▶ [AIM OF THE TASK]: Copy word for word the lines from the start of the records through the line that contains "let path = self.writable_path()?;", both included.

--- START ---

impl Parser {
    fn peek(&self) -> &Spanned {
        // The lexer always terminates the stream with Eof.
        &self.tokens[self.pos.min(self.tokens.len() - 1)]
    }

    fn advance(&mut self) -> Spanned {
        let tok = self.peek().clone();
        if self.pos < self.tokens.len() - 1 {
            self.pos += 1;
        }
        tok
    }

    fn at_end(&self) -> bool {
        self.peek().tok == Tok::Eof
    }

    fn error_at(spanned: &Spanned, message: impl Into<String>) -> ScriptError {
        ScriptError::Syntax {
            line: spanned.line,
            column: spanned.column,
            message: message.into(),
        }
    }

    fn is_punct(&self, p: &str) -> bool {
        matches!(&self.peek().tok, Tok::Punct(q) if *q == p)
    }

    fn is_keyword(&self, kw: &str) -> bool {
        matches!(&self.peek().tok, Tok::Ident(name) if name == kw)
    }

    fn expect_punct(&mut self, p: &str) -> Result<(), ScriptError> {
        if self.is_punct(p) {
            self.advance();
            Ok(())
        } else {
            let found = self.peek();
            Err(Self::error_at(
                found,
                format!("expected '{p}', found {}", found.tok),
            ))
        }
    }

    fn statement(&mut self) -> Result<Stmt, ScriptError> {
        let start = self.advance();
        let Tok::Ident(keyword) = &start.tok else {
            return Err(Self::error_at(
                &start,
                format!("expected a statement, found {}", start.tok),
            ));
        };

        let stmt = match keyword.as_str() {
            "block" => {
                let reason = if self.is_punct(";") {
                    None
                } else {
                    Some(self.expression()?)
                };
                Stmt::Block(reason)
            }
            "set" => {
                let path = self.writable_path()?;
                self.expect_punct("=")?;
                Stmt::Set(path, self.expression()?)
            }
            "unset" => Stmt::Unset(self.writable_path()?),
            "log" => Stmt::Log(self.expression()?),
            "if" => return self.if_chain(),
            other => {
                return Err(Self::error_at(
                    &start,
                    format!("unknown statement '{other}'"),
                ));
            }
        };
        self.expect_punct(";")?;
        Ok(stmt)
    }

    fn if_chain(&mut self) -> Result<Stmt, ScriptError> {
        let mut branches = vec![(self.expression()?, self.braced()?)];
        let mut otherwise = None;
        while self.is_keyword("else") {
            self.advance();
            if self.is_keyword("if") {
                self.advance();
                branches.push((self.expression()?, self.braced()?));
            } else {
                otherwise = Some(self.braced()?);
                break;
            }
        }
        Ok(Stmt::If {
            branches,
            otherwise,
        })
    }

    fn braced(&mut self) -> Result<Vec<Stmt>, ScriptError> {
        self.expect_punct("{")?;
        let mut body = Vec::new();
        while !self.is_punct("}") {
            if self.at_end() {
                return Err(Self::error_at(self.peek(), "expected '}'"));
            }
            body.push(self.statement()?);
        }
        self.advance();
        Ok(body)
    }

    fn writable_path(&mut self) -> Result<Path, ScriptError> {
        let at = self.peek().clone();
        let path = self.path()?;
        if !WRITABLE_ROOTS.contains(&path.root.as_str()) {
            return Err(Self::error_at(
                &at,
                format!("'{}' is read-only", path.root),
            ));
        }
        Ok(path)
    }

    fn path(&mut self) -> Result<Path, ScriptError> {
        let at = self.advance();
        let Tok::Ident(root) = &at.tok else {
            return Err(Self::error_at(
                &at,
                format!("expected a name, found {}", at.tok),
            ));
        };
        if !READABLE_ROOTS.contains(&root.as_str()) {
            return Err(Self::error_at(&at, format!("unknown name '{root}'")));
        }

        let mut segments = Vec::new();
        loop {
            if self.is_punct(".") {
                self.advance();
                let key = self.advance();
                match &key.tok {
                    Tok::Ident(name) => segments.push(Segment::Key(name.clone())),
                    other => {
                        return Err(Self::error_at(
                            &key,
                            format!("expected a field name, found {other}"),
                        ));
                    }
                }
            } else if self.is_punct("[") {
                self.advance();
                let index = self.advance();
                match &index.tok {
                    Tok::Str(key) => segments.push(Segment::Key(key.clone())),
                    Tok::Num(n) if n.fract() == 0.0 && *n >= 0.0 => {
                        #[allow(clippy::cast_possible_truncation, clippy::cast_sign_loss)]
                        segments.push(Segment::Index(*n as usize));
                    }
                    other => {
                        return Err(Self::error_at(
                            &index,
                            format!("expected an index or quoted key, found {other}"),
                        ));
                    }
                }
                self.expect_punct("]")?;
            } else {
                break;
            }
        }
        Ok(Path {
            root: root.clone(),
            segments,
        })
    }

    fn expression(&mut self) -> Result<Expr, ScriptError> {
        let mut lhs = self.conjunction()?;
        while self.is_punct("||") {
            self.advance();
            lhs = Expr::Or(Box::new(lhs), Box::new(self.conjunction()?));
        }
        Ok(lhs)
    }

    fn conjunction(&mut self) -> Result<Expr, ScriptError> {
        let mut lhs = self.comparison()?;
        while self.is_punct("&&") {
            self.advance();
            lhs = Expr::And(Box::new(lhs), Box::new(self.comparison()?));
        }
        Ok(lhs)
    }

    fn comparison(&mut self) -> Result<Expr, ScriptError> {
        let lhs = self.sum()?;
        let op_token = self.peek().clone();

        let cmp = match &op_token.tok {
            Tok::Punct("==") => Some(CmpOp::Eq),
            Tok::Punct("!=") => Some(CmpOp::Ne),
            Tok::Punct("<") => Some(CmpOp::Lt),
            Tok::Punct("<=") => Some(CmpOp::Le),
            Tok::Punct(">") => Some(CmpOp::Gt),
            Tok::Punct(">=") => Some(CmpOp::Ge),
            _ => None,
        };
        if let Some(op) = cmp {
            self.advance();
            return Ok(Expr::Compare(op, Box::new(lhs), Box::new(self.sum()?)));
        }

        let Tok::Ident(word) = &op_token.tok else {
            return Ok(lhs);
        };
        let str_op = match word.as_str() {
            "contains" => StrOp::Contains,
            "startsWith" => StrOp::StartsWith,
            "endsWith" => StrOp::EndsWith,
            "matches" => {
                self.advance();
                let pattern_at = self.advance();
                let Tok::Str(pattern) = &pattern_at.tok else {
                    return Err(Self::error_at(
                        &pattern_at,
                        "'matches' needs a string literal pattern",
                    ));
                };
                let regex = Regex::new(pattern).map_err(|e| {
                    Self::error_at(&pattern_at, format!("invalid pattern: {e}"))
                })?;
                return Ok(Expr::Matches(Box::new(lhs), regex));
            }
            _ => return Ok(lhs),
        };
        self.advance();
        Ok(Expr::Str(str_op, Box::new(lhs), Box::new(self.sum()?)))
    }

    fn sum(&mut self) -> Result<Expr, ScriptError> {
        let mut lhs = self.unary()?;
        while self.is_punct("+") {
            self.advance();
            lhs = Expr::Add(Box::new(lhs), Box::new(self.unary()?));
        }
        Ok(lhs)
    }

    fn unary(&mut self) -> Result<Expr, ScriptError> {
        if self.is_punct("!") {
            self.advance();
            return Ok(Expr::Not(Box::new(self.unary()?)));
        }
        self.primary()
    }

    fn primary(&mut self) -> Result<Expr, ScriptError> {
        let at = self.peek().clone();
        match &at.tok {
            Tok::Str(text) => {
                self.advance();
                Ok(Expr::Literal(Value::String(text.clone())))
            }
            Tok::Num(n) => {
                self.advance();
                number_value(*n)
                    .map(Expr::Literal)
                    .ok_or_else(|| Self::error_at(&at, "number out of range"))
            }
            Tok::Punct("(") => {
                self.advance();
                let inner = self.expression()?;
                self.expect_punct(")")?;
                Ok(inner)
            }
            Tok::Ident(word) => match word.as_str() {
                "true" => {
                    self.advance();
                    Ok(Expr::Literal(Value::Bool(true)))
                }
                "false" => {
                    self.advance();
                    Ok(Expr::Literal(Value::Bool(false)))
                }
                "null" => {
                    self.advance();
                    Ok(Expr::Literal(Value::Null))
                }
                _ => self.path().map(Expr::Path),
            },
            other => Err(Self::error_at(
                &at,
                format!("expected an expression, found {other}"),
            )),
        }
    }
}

--- END ---

▶ [SOLUTION TO THIS EXERCISE]:
impl Parser {
    fn peek(&self) -> &Spanned {
        // The lexer always terminates the stream with Eof.
        &self.tokens[self.pos.min(self.tokens.len() - 1)]
    }

    fn advance(&mut self) -> Spanned {
        let tok = self.peek().clone();
        if self.pos < self.tokens.len() - 1 {
            self.pos += 1;
        }
        tok
    }

    fn at_end(&self) -> bool {
        self.peek().tok == Tok::Eof
    }

    fn error_at(spanned: &Spanned, message: impl Into<String>) -> ScriptError {
        ScriptError::Syntax {
            line: spanned.line,
            column: spanned.column,
            message: message.into(),
        }
    }

    fn is_punct(&self, p: &str) -> bool {
        matches!(&self.peek().tok, Tok::Punct(q) if *q == p)
    }

    fn is_keyword(&self, kw: &str) -> bool {
        matches!(&self.peek().tok, Tok::Ident(name) if name == kw)
    }

    fn expect_punct(&mut self, p: &str) -> Result<(), ScriptError> {
        if self.is_punct(p) {
            self.advance();
            Ok(())
        } else {
            let found = self.peek();
            Err(Self::error_at(
                found,
                format!("expected '{p}', found {}", found.tok),
            ))
        }
    }

    fn statement(&mut self) -> Result<Stmt, ScriptError> {
        let start = self.advance();
        let Tok::Ident(keyword) = &start.tok else {
            return Err(Self::error_at(
                &start,
                format!("expected a statement, found {}", start.tok),
            ));
        };

        let stmt = match keyword.as_str() {
            "block" => {
                let reason = if self.is_punct(";") {
                    None
                } else {
                    Some(self.expression()?)
                };
                Stmt::Block(reason)
            }
            "set" => {
                let path = self.writable_path()?;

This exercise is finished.